Democrats implicitly acknowledge the potentially far-reaching harms of their policies, because they attempt to temporarily exempt small firms from the price controls for a limited time — but only if those small companies develop a drug and bring it to market themselves, rather than partnering with bigger pharmaceutical companies.

This supposed relief for small companies won’t actually work, though, because lawmakers misunderstand the incentives of investors involved in early-stage drug development.

New products are developed in an ecosystem that involves VC-funded startups conducting initial research and demonstrating a product’s potential. These small labs are often pursuing a single promising treatment. They have no intention of trying to join the ranks of pharmaceutical behemoths. Instead, investors in these firms hope to exit their investments by either selling the company to a bigger firm or partnering with one once an experimental treatment shows potential.

The price they get at these exits is explicitly a function of the expected return of the drug when it is sold by the acquiring firm.
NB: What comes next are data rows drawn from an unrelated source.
use axum::{
    extract::{Path, State},
    response::{
        sse::{Event, KeepAlive, Sse},
        IntoResponse,
    },
};
use chrono::Utc;
use futures::stream::{self, Stream};
use std::convert::Infallible;
use std::sync::Arc;
use std::time::Duration;
use tokio::time::sleep;

use crate::{
    error::ApiError,
    extractors::Caller,
    metrics::SSE_CONNECTIONS_ACTIVE,
    models::timer::{SessionEnded, TimeExpired, TimerEvent, TimerTick},
    services::{
        session_machine::{QuizSession, Tick},
        session_service::SessionService,
        AppState,
    },
};

/// GET /api/v1/quiz/sessions/{id}/stream
///
/// Drives the countdown from the server: one tick per `tick_interval_ms`.
pub async fn session_stream(
    State(state): State<Arc<AppState>>,
    caller: Caller,
    Path(session_id): Path<String>,
) -> Result<impl IntoResponse, ApiError> {
    let service = SessionService::new(&state);
    service.get(caller.id(), &session_id).await?;

    let tick_interval = Duration::from_millis(state.config.quiz.tick_interval_ms.max(1));
    tracing::info!(
        "Client connected to SSE stream: session={}, tick_interval={:?}",
        session_id,
        tick_interval
    );

    let stream = create_timer_stream(service, caller.0, session_id, tick_interval);
    Ok(Sse::new(stream).keep_alive(KeepAlive::default()))
}

/// Decrements the active-connection gauge when the stream is dropped.
struct ConnectionGuard;

impl ConnectionGuard {
    fn new() -> Self {
        SSE_CONNECTIONS_ACTIVE.inc();
        ConnectionGuard
    }
}

impl Drop for ConnectionGuard {
    fn drop(&mut self) {
        SSE_CONNECTIONS_ACTIVE.dec();
    }
}

struct StreamState {
    service: SessionService,
    caller: Option<String>,
    session_id: String,
    tick_interval: Duration,
    finished: bool,
    _guard: ConnectionGuard,
}

fn tick_payload(session: &QuizSession, remaining_seconds: u32) -> TimerTick {
    TimerTick {
        session_id: session.id().to_string(),
        question_index: session.question_index(),
        remaining_seconds,
        bonus_used: session.bonus_used(),
        timestamp: Utc::now(),
    }
}

fn timer_event(session: &QuizSession, tick: Tick) -> Option<TimerEvent> {
    match tick {
        Tick::Counting { remaining } => Some(TimerEvent::TimerTick(tick_payload(session, remaining))),
        Tick::BonusGranted { remaining } => {
            Some(TimerEvent::BonusGranted(tick_payload(session, remaining)))
        }
        Tick::TimedOut(evaluation) => Some(TimerEvent::TimeExpired(TimeExpired {
            session_id: session.id().to_string(),
            question_index: evaluation.question_index,
            correct_answer: session.current_question().map(|q| q.correct_answer),
            score: session.score(),
            timestamp: Utc::now(),
            message: "Time is up".to_string(),
        })),
        Tick::Idle if session.phase().is_terminal() => {
            Some(TimerEvent::SessionEnded(SessionEnded {
                session_id: session.id().to_string(),
                phase: session.phase(),
                score: session.score(),
                timestamp: Utc::now(),
            }))
        }
        Tick::Idle => None,
    }
}

fn create_timer_stream(
    service: SessionService,
    caller: Option<String>,
    session_id: String,
    tick_interval: Duration,
) -> impl Stream<Item = Result<Event, Infallible>> {
    let initial = StreamState {
        service,
        caller,
        session_id,
        tick_interval,
        finished: false,
        _guard: ConnectionGuard::new(),
    };

    stream::unfold(initial, |mut st| async move {
        if st.finished {
            return None;
        }

        loop {
            sleep(st.tick_interval).await;

            let (session, tick) = match st
                .service
                .tick(st.caller.as_deref(), &st.session_id)
                .await
            {
                Ok(result) => result,
                Err(e) => {
                    tracing::warn!("Stopping SSE stream for session {}: {}", st.session_id, e);
                    return None;
                }
            };

            let Some(payload) = timer_event(&session, tick) else {
                continue;
            };

            if matches!(payload, TimerEvent::SessionEnded(_)) {
                tracing::info!("SSE stream finished: session={}", st.session_id);
                st.finished = true;
            }

            let event = Event::default()
                .event(payload.event_name())
                .data(payload.to_sse_data());
            return Some((Ok(event), st));
        }
    })
}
So the new legislative carve out won’t save anyone. Subsequent price controls will still erode startup valuations and therefore investment. Venture capital companies could no longer count on exiting their investments with the same level of returns because any future buyer would be staring down the price-control barrel.

Perversely, this attempt to mitigate the harms of price controls will introduce new, wasteful development costs into the system. Facing declining valuations, some biotech startups would attempt to bring experimental drugs to market themselves. This would involve building out the small army of researchers, lawyers, market experts, and salespeople needed to get an FDA-approved drug to patients that is normally the forte of larger firms. Forcing small firms to undertake commercialization efforts to avoid price controls would further raise the cost of drug development and decrease the flow of potential products to the market.

Democrats are willing to acknowledge the innovation-harming effects of their proposals; that’s why the effort to let Medicare “negotiate” drug prices has been adjusted so many times. Every iteration is about reducing immediate harm.

But the evolution masks the eventual damage that could come from even the mildest version of price controls, as few rational investors would believe that this introduction of price controls will be the only bite at the proverbial apple.

Indeed, the legislation appears to plan for a more expansive use of price controls down the line — how else to explain the astonishing $3 billion Democrats have earmarked to implement this “limited” system?

Anyone making investments with an ultimate payoff 10 to 15 years away will rightly be worried about the likely eventuality of a broader system of price controls being in effect by the time their medicine finally hits the market. This uncertainty would create an even greater chilling effect on investments in innovation than the text of the existing legislation. It is time for Democrats to face the brutal economic fact that any system of price controls will harm future innovation and to instead engage in an honest debate about whether the reduced flow of new drugs is worth some savings today.